Records for the exercise Block Start
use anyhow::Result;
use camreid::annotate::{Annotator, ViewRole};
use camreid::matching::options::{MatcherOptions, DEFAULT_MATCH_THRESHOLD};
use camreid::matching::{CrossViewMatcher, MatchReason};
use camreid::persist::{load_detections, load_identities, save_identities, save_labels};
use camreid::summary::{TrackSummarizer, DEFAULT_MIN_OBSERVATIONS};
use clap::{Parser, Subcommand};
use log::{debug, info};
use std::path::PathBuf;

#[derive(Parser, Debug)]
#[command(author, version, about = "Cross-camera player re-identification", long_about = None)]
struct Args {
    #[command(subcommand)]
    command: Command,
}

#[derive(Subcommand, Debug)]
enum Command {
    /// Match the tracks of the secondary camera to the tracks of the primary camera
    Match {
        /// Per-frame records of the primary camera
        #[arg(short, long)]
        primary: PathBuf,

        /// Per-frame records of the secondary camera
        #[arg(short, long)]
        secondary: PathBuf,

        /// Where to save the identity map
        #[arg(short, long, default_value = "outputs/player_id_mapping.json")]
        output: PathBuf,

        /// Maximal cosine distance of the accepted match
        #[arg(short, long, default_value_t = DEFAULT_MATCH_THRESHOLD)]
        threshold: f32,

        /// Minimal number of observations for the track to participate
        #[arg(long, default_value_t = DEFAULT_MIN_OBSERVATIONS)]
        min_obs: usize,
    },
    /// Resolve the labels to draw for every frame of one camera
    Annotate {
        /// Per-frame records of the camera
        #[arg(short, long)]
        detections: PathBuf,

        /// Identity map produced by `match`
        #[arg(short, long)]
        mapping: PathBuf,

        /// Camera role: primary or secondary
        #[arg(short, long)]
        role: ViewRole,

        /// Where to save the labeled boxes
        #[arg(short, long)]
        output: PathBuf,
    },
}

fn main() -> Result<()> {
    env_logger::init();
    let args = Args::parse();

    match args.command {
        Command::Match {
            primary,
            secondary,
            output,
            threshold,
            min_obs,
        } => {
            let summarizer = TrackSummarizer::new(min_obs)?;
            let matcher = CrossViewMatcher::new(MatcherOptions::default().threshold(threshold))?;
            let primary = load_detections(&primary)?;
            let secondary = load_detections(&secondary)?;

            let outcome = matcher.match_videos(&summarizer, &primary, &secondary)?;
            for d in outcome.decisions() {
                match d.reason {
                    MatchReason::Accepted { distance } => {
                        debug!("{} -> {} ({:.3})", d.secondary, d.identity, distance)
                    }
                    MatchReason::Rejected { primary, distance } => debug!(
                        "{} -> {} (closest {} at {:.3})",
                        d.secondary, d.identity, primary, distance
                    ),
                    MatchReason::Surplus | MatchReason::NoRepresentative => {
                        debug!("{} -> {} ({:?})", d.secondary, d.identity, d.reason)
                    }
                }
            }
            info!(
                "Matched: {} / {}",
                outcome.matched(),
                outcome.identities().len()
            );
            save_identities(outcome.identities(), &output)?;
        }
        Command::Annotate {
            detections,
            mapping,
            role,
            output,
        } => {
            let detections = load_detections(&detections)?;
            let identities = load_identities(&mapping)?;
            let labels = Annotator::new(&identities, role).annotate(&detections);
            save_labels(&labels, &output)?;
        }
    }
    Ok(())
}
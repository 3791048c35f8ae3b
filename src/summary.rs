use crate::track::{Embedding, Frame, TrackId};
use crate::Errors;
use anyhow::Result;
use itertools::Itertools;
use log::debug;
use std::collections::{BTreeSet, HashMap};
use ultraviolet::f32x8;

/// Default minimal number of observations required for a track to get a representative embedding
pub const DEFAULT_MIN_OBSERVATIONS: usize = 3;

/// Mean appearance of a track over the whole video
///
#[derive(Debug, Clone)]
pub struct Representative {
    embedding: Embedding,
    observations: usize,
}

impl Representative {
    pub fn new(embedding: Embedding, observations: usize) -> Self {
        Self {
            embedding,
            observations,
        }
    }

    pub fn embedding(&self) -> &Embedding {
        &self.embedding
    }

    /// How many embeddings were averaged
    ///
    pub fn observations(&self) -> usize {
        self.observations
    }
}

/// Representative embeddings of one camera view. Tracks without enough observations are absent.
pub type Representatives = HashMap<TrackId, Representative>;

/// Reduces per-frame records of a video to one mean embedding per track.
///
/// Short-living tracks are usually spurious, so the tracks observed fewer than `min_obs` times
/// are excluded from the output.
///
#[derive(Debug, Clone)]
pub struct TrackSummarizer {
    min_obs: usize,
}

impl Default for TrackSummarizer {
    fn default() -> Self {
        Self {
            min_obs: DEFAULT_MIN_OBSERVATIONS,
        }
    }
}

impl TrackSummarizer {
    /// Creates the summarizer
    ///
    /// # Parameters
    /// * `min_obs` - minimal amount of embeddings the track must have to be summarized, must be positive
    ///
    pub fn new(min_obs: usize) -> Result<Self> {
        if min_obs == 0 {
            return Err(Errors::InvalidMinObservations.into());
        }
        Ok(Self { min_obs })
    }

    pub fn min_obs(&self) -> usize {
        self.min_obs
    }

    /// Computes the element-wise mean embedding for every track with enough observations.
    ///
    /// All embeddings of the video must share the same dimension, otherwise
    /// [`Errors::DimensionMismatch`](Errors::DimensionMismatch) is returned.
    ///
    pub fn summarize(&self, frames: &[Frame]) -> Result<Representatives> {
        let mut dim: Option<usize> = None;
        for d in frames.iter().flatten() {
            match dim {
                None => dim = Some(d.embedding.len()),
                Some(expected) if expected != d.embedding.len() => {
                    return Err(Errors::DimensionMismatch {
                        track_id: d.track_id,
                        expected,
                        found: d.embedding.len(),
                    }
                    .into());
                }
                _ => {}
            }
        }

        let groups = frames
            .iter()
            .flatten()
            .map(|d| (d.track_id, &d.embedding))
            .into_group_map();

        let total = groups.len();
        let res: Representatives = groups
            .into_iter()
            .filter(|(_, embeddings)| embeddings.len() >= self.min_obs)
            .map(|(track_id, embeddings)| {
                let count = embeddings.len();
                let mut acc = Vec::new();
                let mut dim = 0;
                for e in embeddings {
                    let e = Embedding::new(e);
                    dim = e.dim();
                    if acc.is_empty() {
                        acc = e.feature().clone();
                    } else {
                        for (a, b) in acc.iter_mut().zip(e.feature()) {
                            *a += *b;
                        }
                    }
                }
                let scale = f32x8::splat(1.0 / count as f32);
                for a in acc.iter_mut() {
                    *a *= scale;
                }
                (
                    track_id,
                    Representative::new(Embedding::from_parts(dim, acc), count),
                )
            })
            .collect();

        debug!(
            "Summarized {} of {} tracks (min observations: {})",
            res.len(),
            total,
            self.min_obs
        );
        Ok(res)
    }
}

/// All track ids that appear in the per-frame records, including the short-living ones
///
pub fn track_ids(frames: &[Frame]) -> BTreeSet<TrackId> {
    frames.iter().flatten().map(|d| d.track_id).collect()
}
Records for the exercise Block End
About this exercise
Repeat word for word each line from the one with "let scale = f32x8::splat(1.0" to the end of the records above, inclusive.

Task answer
                let scale = f32x8::splat(1.0 / count as f32);
                for a in acc.iter_mut() {
                    *a *= scale;
                }
                (
                    track_id,
                    Representative::new(Embedding::from_parts(dim, acc), count),
                )
            })
            .collect();

        debug!(
            "Summarized {} of {} tracks (min observations: {})",
            res.len(),
            total,
            self.min_obs
        );
        Ok(res)
    }
}

/// All track ids that appear in the per-frame records, including the short-living ones
///
pub fn track_ids(frames: &[Frame]) -> BTreeSet<TrackId> {
    frames.iter().flatten().map(|d| d.track_id).collect()
}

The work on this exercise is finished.